The SBTi develops standards, tools and guidance that allow "companies to set greenhouse gas (GHG) emissions reductions targets in line with what is needed to keep global heating below catastrophic levels and reach net-zero by 2050 at latest," the organization asserts. As of December 2023, SBTi had validated the carbon emissions reduction targets for more than 4,000 companies and financial institutions.
But an emerging shift in SBTi's validation processes have sparked strong criticism. The controversy erupted on April 9, 2024, when the SBTi's board essentially said it would allow companies to leverage carbon credits to offset Scope 3 (supply chain) emissions. Some employees and SBTi advisors said they were shocked by the announcement, and called for the organization to abandon the carbon offset recognition plan, Reuters reported.
Additional concerns about SBTi's strategy surfaced in a GreenBiz report. Moreover, a protest letter from SBTi staff to leadership surfaced on GreenBiz.
Third-party critics also weighed in. NewClimate Institute, for instance, said: "If companies are allowed to achieve their scope 3 targets through offsets, they have little incentive to align their business model with the Paris Agreement’s 1.5°C temperature limit."
SBTi Carbon Credit Recognization Plan: Moving Forward?
SBTi plans to deliver a first draft of the carbon credit recognization plan by July 2024, and the organization has not yet responded to the employee and advisor pushback.

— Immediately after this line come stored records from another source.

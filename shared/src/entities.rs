//! Persisted domain entities. Storage-backend agnostic: no SQL, no
//! filesystem paths baked in beyond the opaque `stored_path` string that
//! the file store hands back.

use chrono::{DateTime, Utc};
use serde::{Deserialize, Serialize};
use uuid::Uuid;

#[derive(Debug, Clone, Copy, PartialEq, Eq, Serialize, Deserialize)]
#[serde(rename_all = "lowercase")]
pub enum Platform {
    Ios,
    Android,
}

impl Platform {
    pub fn as_str(self) -> &'static str {
        match self {
            Platform::Ios => "ios",
            Platform::Android => "android",
        }
    }

    pub fn parse(s: &str) -> Option<Self> {
        match s.to_ascii_lowercase().as_str() {
            "ios" => Some(Platform::Ios),
            "android" => Some(Platform::Android),
            _ => None,
        }
    }
}

#[derive(Debug, Clone, Copy, PartialEq, Eq, Serialize, Deserialize)]
#[serde(rename_all = "snake_case")]
pub enum AuthRequestStatus {
    Pending,
    Approved,
    Denied,
    Expired,
}

impl AuthRequestStatus {
    pub fn as_str(self) -> &'static str {
        match self {
            AuthRequestStatus::Pending => "pending",
            AuthRequestStatus::Approved => "approved",
            AuthRequestStatus::Denied => "denied",
            AuthRequestStatus::Expired => "expired",
        }
    }

    pub fn parse(s: &str) -> Option<Self> {
        match s {
            "pending" => Some(AuthRequestStatus::Pending),
            "approved" => Some(AuthRequestStatus::Approved),
            "denied" => Some(AuthRequestStatus::Denied),
            "expired" => Some(AuthRequestStatus::Expired),
            _ => None,
        }
    }

    pub fn is_terminal(self) -> bool {
        !matches!(self, AuthRequestStatus::Pending)
    }
}

#[derive(Debug, Clone, Copy, PartialEq, Eq, Serialize, Deserialize)]
#[serde(rename_all = "snake_case")]
pub enum AuthRequestType {
    WebLogin,
    PasswordReset,
}

impl AuthRequestType {
    pub fn as_str(self) -> &'static str {
        match self {
            AuthRequestType::WebLogin => "web_login",
            AuthRequestType::PasswordReset => "password_reset",
        }
    }

    pub fn parse(s: &str) -> Option<Self> {
        match s {
            "web_login" => Some(AuthRequestType::WebLogin),
            "password_reset" => Some(AuthRequestType::PasswordReset),
            _ => None,
        }
    }
}

#[derive(Debug, Clone, Copy, PartialEq, Eq, Serialize, Deserialize)]
#[serde(rename_all = "snake_case")]
pub enum OrphanStatus {
    Pending,
    Ignored,
    Claimed,
    Deleted,
}

impl OrphanStatus {
    pub fn as_str(self) -> &'static str {
        match self {
            OrphanStatus::Pending => "pending",
            OrphanStatus::Ignored => "ignored",
            OrphanStatus::Claimed => "claimed",
            OrphanStatus::Deleted => "deleted",
        }
    }

    pub fn parse(s: &str) -> Option<Self> {
        match s {
            "pending" => Some(OrphanStatus::Pending),
            "ignored" => Some(OrphanStatus::Ignored),
            "claimed" => Some(OrphanStatus::Claimed),
            "deleted" => Some(OrphanStatus::Deleted),
            _ => None,
        }
    }
}

#[derive(Debug, Clone, Copy, PartialEq, Eq, Serialize, Deserialize)]
#[serde(rename_all = "snake_case")]
pub enum ConflictType {
    PhotoIdMismatch,
    UserIdMismatch,
    DeviceIdMismatch,
    HashMismatch,
}

impl ConflictType {
    pub fn as_str(self) -> &'static str {
        match self {
            ConflictType::PhotoIdMismatch => "photo_id_mismatch",
            ConflictType::UserIdMismatch => "user_id_mismatch",
            ConflictType::DeviceIdMismatch => "device_id_mismatch",
            ConflictType::HashMismatch => "hash_mismatch",
        }
    }

    pub fn parse(s: &str) -> Option<Self> {
        match s {
            "photo_id_mismatch" => Some(ConflictType::PhotoIdMismatch),
            "user_id_mismatch" => Some(ConflictType::UserIdMismatch),
            "device_id_mismatch" => Some(ConflictType::DeviceIdMismatch),
            "hash_mismatch" => Some(ConflictType::HashMismatch),
            _ => None,
        }
    }
}

#[derive(Debug, Clone, Copy, PartialEq, Eq, Serialize, Deserialize)]
#[serde(rename_all = "snake_case")]
pub enum ConflictStatus {
    Pending,
    ResolvedDb,
    ResolvedFile,
    Ignored,
}

impl ConflictStatus {
    pub fn as_str(self) -> &'static str {
        match self {
            ConflictStatus::Pending => "pending",
            ConflictStatus::ResolvedDb => "resolved_db",
            ConflictStatus::ResolvedFile => "resolved_file",
            ConflictStatus::Ignored => "ignored",
        }
    }

    pub fn parse(s: &str) -> Option<Self> {
        match s {
            "pending" => Some(ConflictStatus::Pending),
            "resolved_db" => Some(ConflictStatus::ResolvedDb),
            "resolved_file" => Some(ConflictStatus::ResolvedFile),
            "ignored" => Some(ConflictStatus::Ignored),
            _ => None,
        }
    }
}

#[derive(Debug, Clone, Serialize, Deserialize)]
pub struct User {
    pub id: Uuid,
    pub email: String,
    pub display_name: String,
    pub api_key_hash: String,
    pub password_hash: Option<String>,
    pub is_admin: bool,
    pub is_active: bool,
    pub created_at: DateTime<Utc>,
}

#[derive(Debug, Clone, Serialize, Deserialize)]
pub struct Device {
    pub id: Uuid,
    pub user_id: Uuid,
    pub device_name: String,
    pub platform: Platform,
    pub fcm_token: Option<String>,
    pub registered_at: DateTime<Utc>,
    pub last_seen_at: DateTime<Utc>,
    pub is_active: bool,
}

#[derive(Debug, Clone, Serialize, Deserialize)]
pub struct ExifData {
    pub camera_make: Option<String>,
    pub camera_model: Option<String>,
    pub lens_model: Option<String>,
    pub focal_length: Option<f64>,
    pub aperture: Option<f64>,
    pub shutter_speed: Option<String>,
    pub iso: Option<u32>,
    pub orientation: u16,
    pub latitude: Option<f64>,
    pub longitude: Option<f64>,
    pub altitude: Option<f64>,
    pub date_taken: Option<DateTime<Utc>>,
}

impl ExifData {
    pub fn default_orientation() -> u16 {
        1
    }
}

/// Missing or malformed EXIF is not fatal (§4.3) — a photo with no usable
/// block still gets `orientation = 1` ("no rotation"), not `0` (which isn't
/// a valid EXIF orientation value at all).
impl Default for ExifData {
    fn default() -> Self {
        Self {
            camera_make: None,
            camera_model: None,
            lens_model: None,
            focal_length: None,
            aperture: None,
            shutter_speed: None,
            iso: None,
            orientation: Self::default_orientation(),
            latitude: None,
            longitude: None,
            altitude: None,
            date_taken: None,
        }
    }
}

#[derive(Debug, Clone, Serialize, Deserialize)]
pub struct Photo {
    pub id: Uuid,
    pub original_filename: String,
    pub stored_path: String,
    pub file_hash: String,
    pub file_size: i64,
    pub date_taken: DateTime<Utc>,
    pub uploaded_at: DateTime<Utc>,
    pub user_id: Option<Uuid>,
    pub origin_device_id: Option<Uuid>,
    pub thumbnail_small_path: Option<String>,
    pub thumbnail_medium_path: Option<String>,
    pub thumbnail_large_path: Option<String>,
    pub width: Option<u32>,
    pub height: Option<u32>,
    pub orientation: u16,
    pub exif: ExifData,
}

#[derive(Debug, Clone, Serialize, Deserialize)]
pub struct AuthRequest {
    pub id: Uuid,
    pub user_id: Uuid,
    pub status: AuthRequestStatus,
    pub created_at: DateTime<Utc>,
    pub expires_at: DateTime<Utc>,
    pub responded_at: Option<DateTime<Utc>>,
    pub responded_device_id: Option<Uuid>,
    pub request_type: AuthRequestType,
    pub new_password_hash: Option<String>,
    pub ip_address: String,
    pub user_agent: String,
}

impl AuthRequest {
    /// Observed status, folding `pending ∧ now >= expires_at` into `expired`
    /// without mutating the stored row (§4.7).
    pub fn effective_status(&self, now: DateTime<Utc>) -> AuthRequestStatus {
        if self.status == AuthRequestStatus::Pending && now >= self.expires_at {
            AuthRequestStatus::Expired
        } else {
            self.status
        }
    }
}

#[derive(Debug, Clone, Serialize, Deserialize)]
pub struct DeleteRequest {
    pub id: Uuid,
    pub user_id: Uuid,
    pub status: AuthRequestStatus,
    pub created_at: DateTime<Utc>,
    pub expires_at: DateTime<Utc>,
    pub responded_at: Option<DateTime<Utc>>,
    pub responded_device_id: Option<Uuid>,
    pub photo_ids: Vec<Uuid>,
    pub ip_address: String,
    pub user_agent: String,
}

#[derive(Debug, Clone, Serialize, Deserialize)]
pub struct WebSession {
    pub id: String,
    pub user_id: Uuid,
    pub auth_request_id: Option<Uuid>,
    pub created_at: DateTime<Utc>,
    pub expires_at: DateTime<Utc>,
    pub last_activity_at: DateTime<Utc>,
    pub ip_address: String,
    pub user_agent: String,
    pub is_active: bool,
}

#[derive(Debug, Clone, Serialize, Deserialize)]
pub struct PasswordResetToken {
    pub id: Uuid,
    pub user_id: Uuid,
    pub code_hash: String,
    pub email: String,
    pub expires_at: DateTime<Utc>,
    pub used: bool,
    pub attempts: u32,
    pub last_attempt_at: Option<DateTime<Utc>>,
    pub ip_address: String,
}

#[derive(Debug, Clone, Serialize, Deserialize)]
pub struct InviteToken {
    pub id: Uuid,
    pub token_hash: String,
    pub created_by: Uuid,
    pub expires_at: DateTime<Utc>,
    pub used: bool,
}

#[derive(Debug, Clone, Serialize, Deserialize)]
pub struct RecoveryToken {
    pub id: Uuid,
    pub user_id: Uuid,
    pub token_hash: String,
    pub expires_at: DateTime<Utc>,
    pub used: bool,
}

#[derive(Debug, Clone, Serialize, Deserialize)]
pub struct BootstrapKey {
    pub id: Uuid,
    pub token_hash: String,
    pub created_at: DateTime<Utc>,
    pub expires_at: DateTime<Utc>,
    pub used: bool,
}

#[derive(Debug, Clone, Serialize, Deserialize)]
pub struct DeviceSyncState {
    pub device_id: Uuid,
    pub last_sync_at: Option<DateTime<Utc>>,
    pub last_sync_photo_id: Option<Uuid>,
    pub sync_version: i64,
    pub created_at: DateTime<Utc>,
    pub updated_at: DateTime<Utc>,
}

#[derive(Debug, Clone, Serialize, Deserialize)]
pub struct OrphanFile {
    pub id: Uuid,
    pub file_path: String,
    pub file_size: i64,
    pub file_hash: Option<String>,
    pub discovered_at: DateTime<Utc>,
    pub embedded_photo_id: Option<Uuid>,
    pub embedded_user_id: Option<Uuid>,
    pub embedded_device_id: Option<Uuid>,
    pub embedded_hash: Option<String>,
    pub embedded_uploaded_at: Option<DateTime<Utc>>,
    pub status: OrphanStatus,
}

#[derive(Debug, Clone, Serialize, Deserialize)]
pub struct FileConflict {
    pub id: Uuid,
    pub photo_id: Uuid,
    pub file_path: String,
    pub conflict_type: ConflictType,
    pub db_value: Option<String>,
    pub file_value: Option<String>,
    pub status: ConflictStatus,
    pub discovered_at: DateTime<Utc>,
}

Carbon credits and carbon offset strategies have some pros and cons. For example:
- Potential Pros: Some businesses see carbon credits as a way to move toward sustainability -- even before those businesses have had a chance to build proper sustainability processes into their companies. Moreover, "dedicating funds to carbon offsets can be a more cost-effective way for organisations to have a positive environmental impact over investing in new technologies or transforming their business operations," according to the University College of Estate Management -- though the college also points out numerous cons.
- Potential Cons: "Offsetting provides an excuse for avoiding real emission reductions and can create a dangerous mirage of 'climate neutrality' when emissions are actually rising. It can also lead to greater emissions once carbon is rereleased into the atmosphere from temporary stores," Carbon Market Watch asserts.
We'll be watching for updates from the SBTi and its staff.